Work order:
Write out again the entries from the first line to the line that includes "has already been", keeping both of those lines.

Supplied information:

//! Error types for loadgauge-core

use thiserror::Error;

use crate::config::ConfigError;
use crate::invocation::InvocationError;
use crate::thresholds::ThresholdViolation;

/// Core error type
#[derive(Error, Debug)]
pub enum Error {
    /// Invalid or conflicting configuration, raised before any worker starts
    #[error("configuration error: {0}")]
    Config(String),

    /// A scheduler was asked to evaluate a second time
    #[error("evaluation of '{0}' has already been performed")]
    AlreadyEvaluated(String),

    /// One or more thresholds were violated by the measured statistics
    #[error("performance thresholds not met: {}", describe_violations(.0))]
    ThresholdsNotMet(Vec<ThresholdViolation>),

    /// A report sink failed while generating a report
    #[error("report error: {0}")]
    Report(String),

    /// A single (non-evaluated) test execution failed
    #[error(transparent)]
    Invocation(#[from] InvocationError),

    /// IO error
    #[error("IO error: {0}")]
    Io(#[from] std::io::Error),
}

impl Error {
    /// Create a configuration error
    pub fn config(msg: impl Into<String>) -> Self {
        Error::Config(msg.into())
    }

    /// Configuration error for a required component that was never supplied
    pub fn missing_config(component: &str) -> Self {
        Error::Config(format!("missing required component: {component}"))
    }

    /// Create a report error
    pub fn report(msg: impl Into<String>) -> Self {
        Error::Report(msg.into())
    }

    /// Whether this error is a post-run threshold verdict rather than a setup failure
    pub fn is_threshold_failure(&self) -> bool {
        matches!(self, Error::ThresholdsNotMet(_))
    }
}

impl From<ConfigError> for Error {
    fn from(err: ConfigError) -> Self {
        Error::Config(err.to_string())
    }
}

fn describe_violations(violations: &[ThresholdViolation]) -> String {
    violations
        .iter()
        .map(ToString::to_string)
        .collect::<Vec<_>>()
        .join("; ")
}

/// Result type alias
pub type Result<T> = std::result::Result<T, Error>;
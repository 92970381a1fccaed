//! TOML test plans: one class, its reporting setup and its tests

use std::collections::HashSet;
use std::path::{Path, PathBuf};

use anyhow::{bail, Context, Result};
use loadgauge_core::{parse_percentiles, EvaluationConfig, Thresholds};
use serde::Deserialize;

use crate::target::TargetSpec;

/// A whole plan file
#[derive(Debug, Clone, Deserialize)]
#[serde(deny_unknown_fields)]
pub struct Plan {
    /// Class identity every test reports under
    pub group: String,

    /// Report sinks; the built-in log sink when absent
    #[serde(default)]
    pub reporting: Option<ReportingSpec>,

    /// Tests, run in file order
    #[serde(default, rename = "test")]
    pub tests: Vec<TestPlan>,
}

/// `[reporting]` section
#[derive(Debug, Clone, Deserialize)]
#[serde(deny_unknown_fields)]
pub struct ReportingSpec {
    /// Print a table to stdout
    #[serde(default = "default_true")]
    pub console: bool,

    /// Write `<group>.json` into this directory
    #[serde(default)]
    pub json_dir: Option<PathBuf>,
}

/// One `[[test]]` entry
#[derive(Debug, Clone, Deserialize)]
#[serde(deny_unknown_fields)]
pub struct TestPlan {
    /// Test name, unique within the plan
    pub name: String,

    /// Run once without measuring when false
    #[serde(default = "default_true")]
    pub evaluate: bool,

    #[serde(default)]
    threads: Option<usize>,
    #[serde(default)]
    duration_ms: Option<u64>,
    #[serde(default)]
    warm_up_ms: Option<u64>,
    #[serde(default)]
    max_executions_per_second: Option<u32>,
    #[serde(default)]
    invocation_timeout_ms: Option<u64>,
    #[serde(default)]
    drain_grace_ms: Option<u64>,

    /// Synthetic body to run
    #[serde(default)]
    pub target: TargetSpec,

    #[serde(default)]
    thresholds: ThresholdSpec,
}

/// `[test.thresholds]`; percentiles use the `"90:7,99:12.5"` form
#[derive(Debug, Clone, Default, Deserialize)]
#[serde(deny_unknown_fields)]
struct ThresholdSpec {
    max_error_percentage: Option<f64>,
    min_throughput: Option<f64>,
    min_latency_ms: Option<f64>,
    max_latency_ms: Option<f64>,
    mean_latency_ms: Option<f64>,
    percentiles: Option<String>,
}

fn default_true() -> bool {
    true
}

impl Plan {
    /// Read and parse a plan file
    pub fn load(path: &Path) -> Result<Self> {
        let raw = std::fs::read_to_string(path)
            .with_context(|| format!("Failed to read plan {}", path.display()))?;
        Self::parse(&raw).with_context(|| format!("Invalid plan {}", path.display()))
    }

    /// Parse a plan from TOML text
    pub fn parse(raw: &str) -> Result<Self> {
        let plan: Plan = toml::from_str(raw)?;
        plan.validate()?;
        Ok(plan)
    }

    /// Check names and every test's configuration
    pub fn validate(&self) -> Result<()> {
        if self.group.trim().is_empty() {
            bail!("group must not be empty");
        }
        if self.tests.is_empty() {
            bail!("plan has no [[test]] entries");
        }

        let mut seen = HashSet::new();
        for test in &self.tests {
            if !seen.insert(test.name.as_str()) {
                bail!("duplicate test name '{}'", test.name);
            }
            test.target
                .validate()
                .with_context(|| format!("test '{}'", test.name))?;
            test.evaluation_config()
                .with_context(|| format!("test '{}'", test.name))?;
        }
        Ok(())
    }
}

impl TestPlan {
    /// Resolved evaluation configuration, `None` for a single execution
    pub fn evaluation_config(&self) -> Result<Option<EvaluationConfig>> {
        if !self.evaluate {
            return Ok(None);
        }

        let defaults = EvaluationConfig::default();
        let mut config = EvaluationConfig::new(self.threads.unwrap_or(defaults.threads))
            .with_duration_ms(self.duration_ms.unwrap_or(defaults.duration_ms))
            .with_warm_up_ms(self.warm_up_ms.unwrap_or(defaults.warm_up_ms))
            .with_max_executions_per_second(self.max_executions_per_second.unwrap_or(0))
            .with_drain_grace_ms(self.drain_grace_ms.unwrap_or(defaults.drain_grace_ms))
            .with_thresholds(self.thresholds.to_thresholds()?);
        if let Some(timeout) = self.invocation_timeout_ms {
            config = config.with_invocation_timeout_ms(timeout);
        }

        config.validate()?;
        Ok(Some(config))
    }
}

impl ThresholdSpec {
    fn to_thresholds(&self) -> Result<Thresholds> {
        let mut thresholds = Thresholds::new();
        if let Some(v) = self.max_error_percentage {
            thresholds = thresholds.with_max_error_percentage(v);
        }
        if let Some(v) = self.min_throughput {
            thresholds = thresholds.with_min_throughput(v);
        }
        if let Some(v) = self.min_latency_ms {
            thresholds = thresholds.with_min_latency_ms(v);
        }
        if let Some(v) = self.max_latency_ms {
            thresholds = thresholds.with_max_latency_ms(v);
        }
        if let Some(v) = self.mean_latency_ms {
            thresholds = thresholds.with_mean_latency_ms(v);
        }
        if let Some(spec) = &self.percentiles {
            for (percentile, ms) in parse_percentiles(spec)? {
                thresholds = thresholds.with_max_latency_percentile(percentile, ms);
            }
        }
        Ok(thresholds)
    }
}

Completed task:
//! Error types for loadgauge-core

use thiserror::Error;

use crate::config::ConfigError;
use crate::invocation::InvocationError;
use crate::thresholds::ThresholdViolation;

/// Core error type
#[derive(Error, Debug)]
pub enum Error {
    /// Invalid or conflicting configuration, raised before any worker starts
    #[error("configuration error: {0}")]
    Config(String),

    /// A scheduler was asked to evaluate a second time
    #[error("evaluation of '{0}' has already been performed")]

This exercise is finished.